DATASET RECORDS
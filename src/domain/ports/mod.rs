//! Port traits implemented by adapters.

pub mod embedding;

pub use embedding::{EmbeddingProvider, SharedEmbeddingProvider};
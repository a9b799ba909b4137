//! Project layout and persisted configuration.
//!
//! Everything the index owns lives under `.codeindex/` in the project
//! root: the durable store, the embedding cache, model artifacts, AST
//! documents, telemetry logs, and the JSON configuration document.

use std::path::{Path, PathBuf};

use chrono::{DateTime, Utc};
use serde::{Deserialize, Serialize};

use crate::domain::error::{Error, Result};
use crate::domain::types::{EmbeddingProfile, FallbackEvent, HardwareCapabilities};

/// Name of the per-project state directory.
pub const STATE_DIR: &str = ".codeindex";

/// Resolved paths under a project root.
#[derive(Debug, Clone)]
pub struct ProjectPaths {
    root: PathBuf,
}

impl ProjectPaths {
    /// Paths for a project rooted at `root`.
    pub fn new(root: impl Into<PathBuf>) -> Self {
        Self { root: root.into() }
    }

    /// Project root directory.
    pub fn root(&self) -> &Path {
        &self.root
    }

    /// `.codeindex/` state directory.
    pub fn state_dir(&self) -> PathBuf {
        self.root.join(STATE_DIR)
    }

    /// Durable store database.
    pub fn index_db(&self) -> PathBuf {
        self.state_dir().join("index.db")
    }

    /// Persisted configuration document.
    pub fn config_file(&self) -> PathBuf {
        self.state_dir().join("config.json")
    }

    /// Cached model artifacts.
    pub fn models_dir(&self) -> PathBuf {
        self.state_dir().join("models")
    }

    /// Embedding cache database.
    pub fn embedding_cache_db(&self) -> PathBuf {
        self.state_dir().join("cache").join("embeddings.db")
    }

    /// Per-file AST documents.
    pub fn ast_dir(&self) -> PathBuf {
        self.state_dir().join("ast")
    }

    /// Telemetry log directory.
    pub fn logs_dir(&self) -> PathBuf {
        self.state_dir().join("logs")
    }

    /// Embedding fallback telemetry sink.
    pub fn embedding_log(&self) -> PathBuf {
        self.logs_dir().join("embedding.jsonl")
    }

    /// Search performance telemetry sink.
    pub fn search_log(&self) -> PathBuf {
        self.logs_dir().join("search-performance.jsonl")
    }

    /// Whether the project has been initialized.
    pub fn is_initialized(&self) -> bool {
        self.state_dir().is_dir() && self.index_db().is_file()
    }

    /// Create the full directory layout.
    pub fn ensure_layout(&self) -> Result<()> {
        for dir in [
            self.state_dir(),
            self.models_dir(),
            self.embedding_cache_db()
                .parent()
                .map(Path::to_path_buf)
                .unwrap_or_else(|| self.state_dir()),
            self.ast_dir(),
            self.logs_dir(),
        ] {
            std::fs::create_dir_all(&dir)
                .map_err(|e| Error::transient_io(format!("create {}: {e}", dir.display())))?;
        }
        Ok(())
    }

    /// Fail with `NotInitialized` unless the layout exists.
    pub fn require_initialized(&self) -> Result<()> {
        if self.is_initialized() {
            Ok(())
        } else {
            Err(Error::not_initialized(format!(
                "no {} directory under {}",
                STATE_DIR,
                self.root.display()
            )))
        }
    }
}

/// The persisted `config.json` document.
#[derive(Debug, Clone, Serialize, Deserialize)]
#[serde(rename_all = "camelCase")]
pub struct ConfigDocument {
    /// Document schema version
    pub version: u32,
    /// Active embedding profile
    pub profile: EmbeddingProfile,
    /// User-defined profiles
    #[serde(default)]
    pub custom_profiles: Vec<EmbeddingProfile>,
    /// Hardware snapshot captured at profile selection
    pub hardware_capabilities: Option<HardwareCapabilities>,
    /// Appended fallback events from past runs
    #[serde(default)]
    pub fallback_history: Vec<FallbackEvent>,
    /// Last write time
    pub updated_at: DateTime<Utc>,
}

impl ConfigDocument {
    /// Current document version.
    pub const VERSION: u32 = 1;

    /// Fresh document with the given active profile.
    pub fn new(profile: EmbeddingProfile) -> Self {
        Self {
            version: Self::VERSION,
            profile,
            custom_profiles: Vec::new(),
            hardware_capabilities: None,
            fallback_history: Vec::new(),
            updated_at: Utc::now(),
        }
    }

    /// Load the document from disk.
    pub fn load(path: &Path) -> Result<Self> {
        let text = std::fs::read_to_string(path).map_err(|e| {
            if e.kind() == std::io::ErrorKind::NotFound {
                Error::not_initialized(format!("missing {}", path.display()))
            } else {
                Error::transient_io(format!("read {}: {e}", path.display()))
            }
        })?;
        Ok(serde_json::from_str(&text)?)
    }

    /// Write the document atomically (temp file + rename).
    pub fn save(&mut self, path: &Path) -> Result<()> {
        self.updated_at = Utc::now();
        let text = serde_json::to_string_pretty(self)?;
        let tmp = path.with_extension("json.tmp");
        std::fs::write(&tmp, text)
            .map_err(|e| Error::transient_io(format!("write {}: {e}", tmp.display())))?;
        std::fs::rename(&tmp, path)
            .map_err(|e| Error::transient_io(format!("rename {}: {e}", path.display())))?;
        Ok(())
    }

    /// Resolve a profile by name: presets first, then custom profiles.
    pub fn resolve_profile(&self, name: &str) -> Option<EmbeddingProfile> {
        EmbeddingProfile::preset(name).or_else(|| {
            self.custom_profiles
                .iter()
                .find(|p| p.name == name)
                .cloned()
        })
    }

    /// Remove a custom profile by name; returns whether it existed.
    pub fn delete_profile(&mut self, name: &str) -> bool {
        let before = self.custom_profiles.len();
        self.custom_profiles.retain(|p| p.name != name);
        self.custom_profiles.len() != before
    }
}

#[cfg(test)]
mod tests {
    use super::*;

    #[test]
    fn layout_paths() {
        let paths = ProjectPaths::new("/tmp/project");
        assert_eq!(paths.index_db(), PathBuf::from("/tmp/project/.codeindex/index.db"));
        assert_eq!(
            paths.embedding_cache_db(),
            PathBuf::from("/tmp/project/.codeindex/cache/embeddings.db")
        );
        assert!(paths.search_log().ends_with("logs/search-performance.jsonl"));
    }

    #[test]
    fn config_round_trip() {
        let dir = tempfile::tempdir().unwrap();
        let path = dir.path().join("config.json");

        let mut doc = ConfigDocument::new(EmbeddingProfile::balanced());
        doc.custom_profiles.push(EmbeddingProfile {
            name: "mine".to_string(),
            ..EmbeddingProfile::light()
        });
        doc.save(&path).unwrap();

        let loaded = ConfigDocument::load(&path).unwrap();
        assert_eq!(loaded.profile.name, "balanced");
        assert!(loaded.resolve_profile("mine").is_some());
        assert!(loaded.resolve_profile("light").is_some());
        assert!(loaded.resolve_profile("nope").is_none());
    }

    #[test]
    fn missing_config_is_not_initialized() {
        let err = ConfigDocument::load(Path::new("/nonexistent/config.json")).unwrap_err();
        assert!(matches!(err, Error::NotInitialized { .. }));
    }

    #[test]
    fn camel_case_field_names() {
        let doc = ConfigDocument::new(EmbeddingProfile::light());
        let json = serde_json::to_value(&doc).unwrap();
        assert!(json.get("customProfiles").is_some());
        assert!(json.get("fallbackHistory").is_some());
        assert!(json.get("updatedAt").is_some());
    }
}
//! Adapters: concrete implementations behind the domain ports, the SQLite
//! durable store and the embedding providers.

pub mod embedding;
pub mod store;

DIRECTIONS
Read the entries above and find each line holding the word "before". Copy it out.

RESULT FOR THIS EXERCISE
        let before = self.custom_profiles.len();
        self.custom_profiles.len() != before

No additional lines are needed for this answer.